便秘是常见的老年问题之一,资料表明北京市成人便秘发病率约 6%,60岁以上的老年人发病率约 15%~20%。但是不少医师对于便秘的重视程度较低,许多严重便秘的患者未能得到恰当的治疗,严重影响患者的生活质量。生物反馈治疗开始于20世纪60年代,利用电子仪器准确测定神经-肌肉和自主神经系统的正常和异常活动状态,并把这些信息有选择地放大成视觉和听觉信号,反馈至患者,使其学会自我调节功能状态。通过反复的反馈训练,逐步恢复排便反射功能[1,2]。慢通过型便秘表现为便次减少,粪质干硬,容积性和渗透性通便药物可使粪量增加、水分增加,易于排出。长期滥用刺激性泻剂会加重便秘,在老年人中泻剂滥用并不少见,需要引起重视。对于出口梗阻型便秘则不能单靠通便药物,需要听取专科医师的意见,对于有创性的治疗要非常慎重。老年人特点为多种慢病共存,并有老年综合征以及功能的下降,彼此影响[2]。所以,不能局限于单个器官疾病的诊治,而要从患者整体考虑,个体化处理。我们对该患者便秘的诊治同时,通过整合多学科团队的配合,对患者的各种慢病,特别是抑郁焦虑状态进行了干预,取得了良好的疗效,患者满意。

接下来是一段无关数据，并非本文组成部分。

use std::net::{IpAddr, Ipv4Addr};

use bon::bon;
use schemars::JsonSchema;
use serde::Deserialize;

use crate::errors::ServerError;
use crate::prompts::PromptConfig;
use crate::schema_source::SchemaSource;
use crate::server_info::ServerInfoConfig;
use crate::tools::introspect_schema::SearchConfig;

mod states;

use states::StateMachine;

/// An MCP server that searches a GraphQL introspection schema
pub struct Server {
    transport: Transport,
    schema_source: SchemaSource,
    api_name: String,
    search: SearchConfig,
    prompt: PromptConfig,
    server_info: ServerInfoConfig,
}

#[derive(Debug, Clone, Deserialize, Default, JsonSchema, PartialEq, Eq)]
#[serde(tag = "type", rename_all = "snake_case")]
pub enum Transport {
    /// Use standard IO for server <> client communication
    #[default]
    Stdio,

    /// Host the MCP server on the configuration, using streamable HTTP messages.
    StreamableHttp {
        /// The IP address to bind to
        #[serde(default = "Transport::default_address")]
        address: IpAddr,

        /// The port to bind to
        #[serde(default = "Transport::default_port")]
        port: u16,

        /// Enable stateful mode for session management
        #[serde(default = "Transport::default_stateful_mode")]
        stateful_mode: bool,
    },
}

impl Transport {
    fn default_address() -> IpAddr {
        IpAddr::V4(Ipv4Addr::LOCALHOST)
    }

    fn default_port() -> u16 {
        8000
    }

    fn default_stateful_mode() -> bool {
        false
    }
}

#[bon]
impl Server {
    #[builder]
    pub fn new(
        #[builder(default)] transport: Transport,
        schema_source: SchemaSource,
        #[builder(into)] api_name: String,
        #[builder(default)] search: SearchConfig,
        #[builder(default)] prompt: PromptConfig,
        #[builder(default)] server_info: ServerInfoConfig,
    ) -> Self {
        Self {
            transport,
            schema_source,
            api_name,
            search,
            prompt,
            server_info,
        }
    }

    pub async fn start(self) -> Result<(), ServerError> {
        StateMachine {}.start(self).await
    }
}

#[cfg(test)]
mod tests {
    use serde_json::json;

    use super::Transport;

    #[test]
    fn stdio_is_the_default_transport() {
        assert_eq!(Transport::default(), Transport::Stdio);
        let transport: Transport = serde_json::from_value(json!({ "type": "stdio" })).unwrap();
        assert_eq!(transport, Transport::Stdio);
    }

    #[test]
    fn streamable_http_defaults_to_a_stateless_localhost_server() {
        let transport: Transport =
            serde_json::from_value(json!({ "type": "streamable_http" })).unwrap();

        assert_eq!(
            transport,
            Transport::StreamableHttp {
                address: "127.0.0.1".parse().unwrap(),
                port: 8000,
                stateful_mode: false,
            }
        );
    }

    #[test]
    fn streamable_http_settings_can_be_overridden() {
        let transport: Transport = serde_json::from_value(json!({
            "type": "streamable_http",
            "address": "0.0.0.0",
            "port": 9090,
            "stateful_mode": true
        }))
        .unwrap();

        assert_eq!(
            transport,
            Transport::StreamableHttp {
                address: "0.0.0.0".parse().unwrap(),
                port: 9090,
                stateful_mode: true,
            }
        );
    }
}
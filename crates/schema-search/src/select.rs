//! Matching, ranking and truncation of named schema items.

use crate::model::{FieldDescriptor, TypeDescriptor};

/// Something with an optional name that can be searched for.
pub trait Named {
    fn name(&self) -> Option<&str>;
}

impl Named for TypeDescriptor {
    fn name(&self) -> Option<&str> {
        self.name.as_deref()
    }
}

impl Named for FieldDescriptor {
    fn name(&self) -> Option<&str> {
        self.name.as_deref()
    }
}

impl<T: Named + ?Sized> Named for &T {
    fn name(&self) -> Option<&str> {
        (**self).name()
    }
}

/// The items whose lower-cased name contains `term`, in their original order.
///
/// Unnamed items never match. The empty term matches every named item.
pub fn matching<'a, T: Named>(items: &'a [T], term: &str) -> Vec<&'a T> {
    items
        .iter()
        .filter(|item| {
            item.name()
                .is_some_and(|name| name.to_lowercase().contains(term))
        })
        .collect()
}

/// Stable sort by name length, shortest first, unnamed items last.
pub fn rank<T: Named>(items: &mut [T]) {
    items.sort_by_key(|item| match item.name() {
        Some(name) => (false, name.chars().count()),
        None => (true, 0),
    });
}

/// A list cut down to a maximum length.
#[derive(Debug, Clone, PartialEq, Eq)]
pub struct Truncated<T> {
    pub items: Vec<T>,
    /// How many items there were before truncation
    pub total: usize,
    pub was_truncated: bool,
}

impl<T> Truncated<T> {
    pub fn empty() -> Self {
        Self::complete(Vec::new())
    }

    /// Wrap a list that is kept whole.
    pub fn complete(items: Vec<T>) -> Self {
        Self {
            total: items.len(),
            items,
            was_truncated: false,
        }
    }

    /// How many items were cut off.
    pub fn omitted(&self) -> usize {
        self.total.saturating_sub(self.items.len())
    }
}

/// Keep the first `max_count` items.
pub fn truncate<T>(mut items: Vec<T>, max_count: usize) -> Truncated<T> {
    let total = items.len();
    items.truncate(max_count);
    Truncated {
        items,
        total,
        was_truncated: total > max_count,
    }
}

/// Match, rank and truncate in one go.
pub fn filter_and_rank<'a, T: Named>(
    items: &'a [T],
    term: &str,
    max_count: usize,
) -> Truncated<&'a T> {
    let mut matched = matching(items, term);
    rank(&mut matched);
    truncate(matched, max_count)
}

#[cfg(test)]
mod tests {
    use super::*;
    use rstest::rstest;

    #[derive(Debug, PartialEq)]
    struct Item(Option<&'static str>);

    impl Named for Item {
        fn name(&self) -> Option<&str> {
            self.0
        }
    }

    fn names<'a>(items: &[&'a Item]) -> Vec<Option<&'a str>> {
        items.iter().map(|item| item.0).collect()
    }

    #[test]
    fn filters_items_by_name() {
        let items = [
            Item(Some("Product")),
            Item(Some("ProductInput")),
            Item(Some("Order")),
            Item(Some("OrderInput")),
            Item(Some("ProductVariant")),
        ];

        let result = filter_and_rank(&items, "product", 10);

        assert_eq!(
            names(&result.items),
            vec![
                Some("Product"),
                Some("ProductInput"),
                Some("ProductVariant")
            ]
        );
        assert!(!result.was_truncated);
        assert_eq!(result.total, 3);
    }

    #[test]
    fn matching_is_case_insensitive_on_names_only() {
        let items = [
            Item(Some("CUSTOMER")),
            Item(Some("customerAddress")),
            Item(Some("Order")),
        ];

        let matched = matching(&items, "customer");

        assert_eq!(
            names(&matched),
            vec![Some("CUSTOMER"), Some("customerAddress")]
        );
        for item in items.iter().filter(|item| !matched.contains(item)) {
            assert!(
                !item
                    .0
                    .is_some_and(|name| name.to_lowercase().contains("customer"))
            );
        }
    }

    #[test]
    fn unnamed_items_never_match() {
        let items = [
            Item(Some("Product")),
            Item(None),
            Item(Some("AnotherProduct")),
        ];

        assert_eq!(matching(&items, "product").len(), 2);
        assert_eq!(matching(&items, "").len(), 2);
    }

    #[test]
    fn ranks_shorter_names_first() {
        let items = [
            Item(Some("ProductVariant")),
            Item(Some("ProductInput")),
            Item(Some("Product")),
        ];

        let result = filter_and_rank(&items, "product", 10);

        assert_eq!(
            names(&result.items),
            vec![
                Some("Product"),
                Some("ProductInput"),
                Some("ProductVariant")
            ]
        );
    }

    #[test]
    fn ranks_by_character_count() {
        let first = Item(Some("carté"));
        let second = Item(Some("carts"));
        let mut items = vec![&first, &second];

        rank(&mut items);

        assert_eq!(names(&items), vec![Some("carté"), Some("carts")]);
    }

    #[test]
    fn ranking_keeps_declaration_order_for_equal_lengths() {
        let mut items = vec![
            Item(Some("zeta")),
            Item(None),
            Item(Some("beta")),
            Item(Some("ab")),
            Item(Some("alfa")),
        ];

        rank(&mut items);

        assert_eq!(
            items,
            vec![
                Item(Some("ab")),
                Item(Some("zeta")),
                Item(Some("beta")),
                Item(Some("alfa")),
                Item(None),
            ]
        );
    }

    #[rstest]
    #[case(20, 5, 5, true)]
    #[case(5, 5, 5, false)]
    #[case(3, 10, 3, false)]
    #[case(0, 10, 0, false)]
    fn truncation_is_bounded(
        #[case] len: usize,
        #[case] max_count: usize,
        #[case] kept: usize,
        #[case] was_truncated: bool,
    ) {
        let result = truncate((0..len).collect::<Vec<_>>(), max_count);

        assert_eq!(result.items.len(), kept);
        assert_eq!(result.was_truncated, was_truncated);
        assert_eq!(result.omitted(), len - kept);
    }

    #[test]
    fn truncation_keeps_the_best_ranked_items() {
        let items: Vec<Item> = [
            "ProductVariantsBulkInput",
            "Product",
            "ProductConnection",
            "ProductInput",
        ]
        .into_iter()
        .map(|name| Item(Some(name)))
        .collect();

        let result = filter_and_rank(&items, "product", 2);

        assert_eq!(
            names(&result.items),
            vec![Some("Product"), Some("ProductInput")]
        );
        assert!(result.was_truncated);
        assert_eq!(result.total, 4);
    }
}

[1]Rao SS,Go JT.Update on the management of constipation in the elderly: new treatment options[J].Clin Interv Aging,2010,9(5): 163-167.

[2]周晓娜,刘培茹,张 莉.生物反馈治疗老年慢性功能性便秘的肛门直肠动力学改变[J].中国老年学杂志,2008,28(3): 297-298.

[3]冷 晓.美国老年医学理念与实践[J].中国实用内科杂志,2011,31(1): 31-33.